- The data
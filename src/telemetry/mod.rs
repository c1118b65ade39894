//! Human-readable rendering of runtime lifecycle events and error chains.
//!
//! The runtime itself stays silent; a [`TelemetryFormatter`] turns its
//! [`RunEvent`]s and the errors channel's [`ErrorEvent`]s into lines a CLI
//! or log sink can print.

use crate::channels::errors::ErrorEvent;

pub const CONTEXT_COLOR: &str = "\x1b[32m"; // green
pub const LINE_COLOR: &str = "\x1b[35m"; // magenta / dark pink
pub const RESET_COLOR: &str = "\x1b[0m";

/// A single lifecycle event a [`crate::runtime::Runtime`] run produces, for
/// callers that want to observe progress without instrumenting every node.
#[derive(Clone, Debug)]
pub enum RunEvent {
    NodeStarted { node_id: String, step: u64 },
    NodeCompleted { node_id: String, step: u64 },
    NodeFailed { node_id: String, step: u64, message: String },
    RunFinished { exit: String, steps_taken: u64 },
}

impl RunEvent {
    #[must_use]
    pub fn scope_label(&self) -> Option<&str> {
        match self {
            RunEvent::NodeStarted { node_id, .. }
            | RunEvent::NodeCompleted { node_id, .. }
            | RunEvent::NodeFailed { node_id, .. } => Some(node_id.as_str()),
            RunEvent::RunFinished { .. } => None,
        }
    }
}

impl std::fmt::Display for RunEvent {
    fn fmt(&self, f: &mut std::fmt::Formatter<'_>) -> std::fmt::Result {
        match self {
            RunEvent::NodeStarted { node_id, step } => write!(f, "[{step}] {node_id} started"),
            RunEvent::NodeCompleted { node_id, step } => write!(f, "[{step}] {node_id} completed"),
            RunEvent::NodeFailed { node_id, step, message } => write!(f, "[{step}] {node_id} failed: {message}"),
            RunEvent::RunFinished { exit, steps_taken } => write!(f, "run finished ({exit}) after {steps_taken} step(s)"),
        }
    }
}

/// Rendered output for a telemetry item that can be consumed by sinks.
#[derive(Clone, Debug, Default)]
pub struct EventRender {
    pub context: Option<String>,
    pub lines: Vec<String>,
}

impl EventRender {
    pub fn join_lines(&self) -> String {
        self.lines.join("")
    }
}

pub trait TelemetryFormatter: Send + Sync {
    fn render_event(&self, event: &RunEvent) -> EventRender;
    fn render_errors(&self, errors: &[ErrorEvent]) -> Vec<EventRender>;
}

pub struct PlainFormatter;

fn format_error_chain(error: &crate::channels::errors::LadderError, indent: usize) -> Vec<String> {
    let mut lines = Vec::new();
    if let Some(cause) = &error.cause {
        let indent_str = "  ".repeat(indent);
        lines.push(format!(
            "{LINE_COLOR}{}cause: {}{RESET_COLOR}\n",
            indent_str, cause.message
        ));
        lines.extend(format_error_chain(cause, indent + 1));
    }
    lines
}

impl TelemetryFormatter for PlainFormatter {
    fn render_event(&self, event: &RunEvent) -> EventRender {
        let line = format!("{LINE_COLOR}{}{RESET_COLOR}\n", event);
        EventRender {
            context: event.scope_label().map(ToString::to_string),
            lines: vec![line],
        }
    }

    fn render_errors(&self, errors: &[ErrorEvent]) -> Vec<EventRender> {
        errors
            .iter()
            .enumerate()
            .map(|(i, e)| {
                let mut lines = Vec::new();
                let scope_str = format!("{CONTEXT_COLOR}{:?}{RESET_COLOR}", e.scope);
                lines.push(format!("[{}] {} | {}\n", i, e.when, scope_str));
                lines.push(format!(
                    "{LINE_COLOR}  error: {}{RESET_COLOR}\n",
                    e.error.message
                ));
                lines.extend(format_error_chain(&e.error, 1));
                if !e.tags.is_empty() {
                    lines.push(format!("{LINE_COLOR}  tags: {:?}{RESET_COLOR}\n", e.tags));
                }
                if !e.context.is_null() {
                    lines.push(format!(
                        "{LINE_COLOR}  context: {}{RESET_COLOR}\n",
                        e.context
                    ));
                }
                EventRender {
                    context: Some(format!("{:?}", e.scope)),
                    lines,
                }
            })
            .collect()
    }
}

#[cfg(test)]
mod tests {
    use super::*;

    #[test]
    fn renders_a_node_lifecycle_event() {
        let formatter = PlainFormatter;
        let render = formatter.render_event(&RunEvent::NodeCompleted {
            node_id: "agent".to_string(),
            step: 2,
        });
        assert_eq!(render.context.as_deref(), Some("agent"));
        assert!(render.join_lines().contains("completed"));
    }

    #[test]
    fn renders_run_finished_without_a_node_scope() {
        let formatter = PlainFormatter;
        let render = formatter.render_event(&RunEvent::RunFinished {
            exit: "completed".to_string(),
            steps_taken: 3,
        });
        assert!(render.context.is_none());
        assert!(render.join_lines().contains("3 step"));
    }
}
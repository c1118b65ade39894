//! Message and role types used throughout graph execution.
//!
//! Messages are the primary unit of conversational state passed between
//! `llm` and `component` nodes. Roles are a closed, well-known set plus an
//! escape hatch for custom tags (e.g. `"tool"`).

use serde::{Deserialize, Serialize};
use std::fmt;

/// The sender of a [`Message`].
#[derive(Clone, Debug, PartialEq, Eq, Hash, Serialize, Deserialize)]
#[serde(rename_all = "snake_case")]
pub enum Role {
    User,
    Assistant,
    System,
    /// Any role outside the closed set (e.g. `"tool"`, `"function"`).
    Custom(String),
}

impl Role {
    #[must_use]
    pub fn as_str(&self) -> &str {
        match self {
            Role::User => "user",
            Role::Assistant => "assistant",
            Role::System => "system",
            Role::Custom(s) => s.as_str(),
        }
    }
}

impl From<&str> for Role {
    fn from(s: &str) -> Self {
        match s {
            "user" => Role::User,
            "assistant" => Role::Assistant,
            "system" => Role::System,
            other => Role::Custom(other.to_string()),
        }
    }
}

impl fmt::Display for Role {
    fn fmt(&self, f: &mut fmt::Formatter<'_>) -> fmt::Result {
        write!(f, "{}", self.as_str())
    }
}

/// A message in a conversation, containing a role and text content.
///
/// Messages carry an optional stable `id`, used by the `add_messages`
/// reducer to deduplicate re-delivered messages across batches.
#[derive(Clone, Debug, PartialEq, Eq, Default, Serialize, Deserialize)]
pub struct Message {
    pub role: String,
    pub content: String,
    #[serde(default, skip_serializing_if = "Option::is_none")]
    pub id: Option<String>,
}

impl Message {
    pub const USER: &'static str = "user";
    pub const ASSISTANT: &'static str = "assistant";
    pub const SYSTEM: &'static str = "system";

    #[must_use]
    pub fn new(role: &str, content: &str) -> Self {
        Self {
            role: role.to_string(),
            content: content.to_string(),
            id: None,
        }
    }

    #[must_use]
    pub fn with_role(role: Role, content: &str) -> Self {
        Self::new(role.as_str(), content)
    }

    #[must_use]
    pub fn user(content: &str) -> Self {
        Self::new(Self::USER, content)
    }

    #[must_use]
    pub fn assistant(content: &str) -> Self {
        Self::new(Self::ASSISTANT, content)
    }

    #[must_use]
    pub fn system(content: &str) -> Self {
        Self::new(Self::SYSTEM, content)
    }

    #[must_use]
    pub fn with_id(mut self, id: impl Into<String>) -> Self {
        self.id = Some(id.into());
        self
    }

    #[must_use]
    pub fn has_role(&self, role: &str) -> bool {
        self.role == role
    }
}

#[cfg(test)]
mod tests {
    use super::*;

    #[test]
    fn convenience_constructors_set_role_and_content() {
        let msg = Message::user("hi");
        assert_eq!(msg.role, Message::USER);
        assert_eq!(msg.content, "hi");
        assert!(msg.id.is_none());
    }

    #[test]
    fn role_round_trips_through_str() {
        assert_eq!(Role::from("assistant"), Role::Assistant);
        assert_eq!(Role::from("tool").as_str(), "tool");
    }

    #[test]
    fn has_role_checks_exact_match() {
        let msg = Message::system("go");
        assert!(msg.has_role(Message::SYSTEM));
        assert!(!msg.has_role(Message::USER));
    }

    #[test]
    fn serialization_round_trip_preserves_id() {
        let msg = Message::assistant("done").with_id("m-1");
        let json = serde_json::to_string(&msg).unwrap();
        let back: Message = serde_json::from_str(&json).unwrap();
        assert_eq!(msg, back);
    }
}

- Assignment
One number answers this exercise: the count of lines above in which the word "Result" appears.

- Response area
2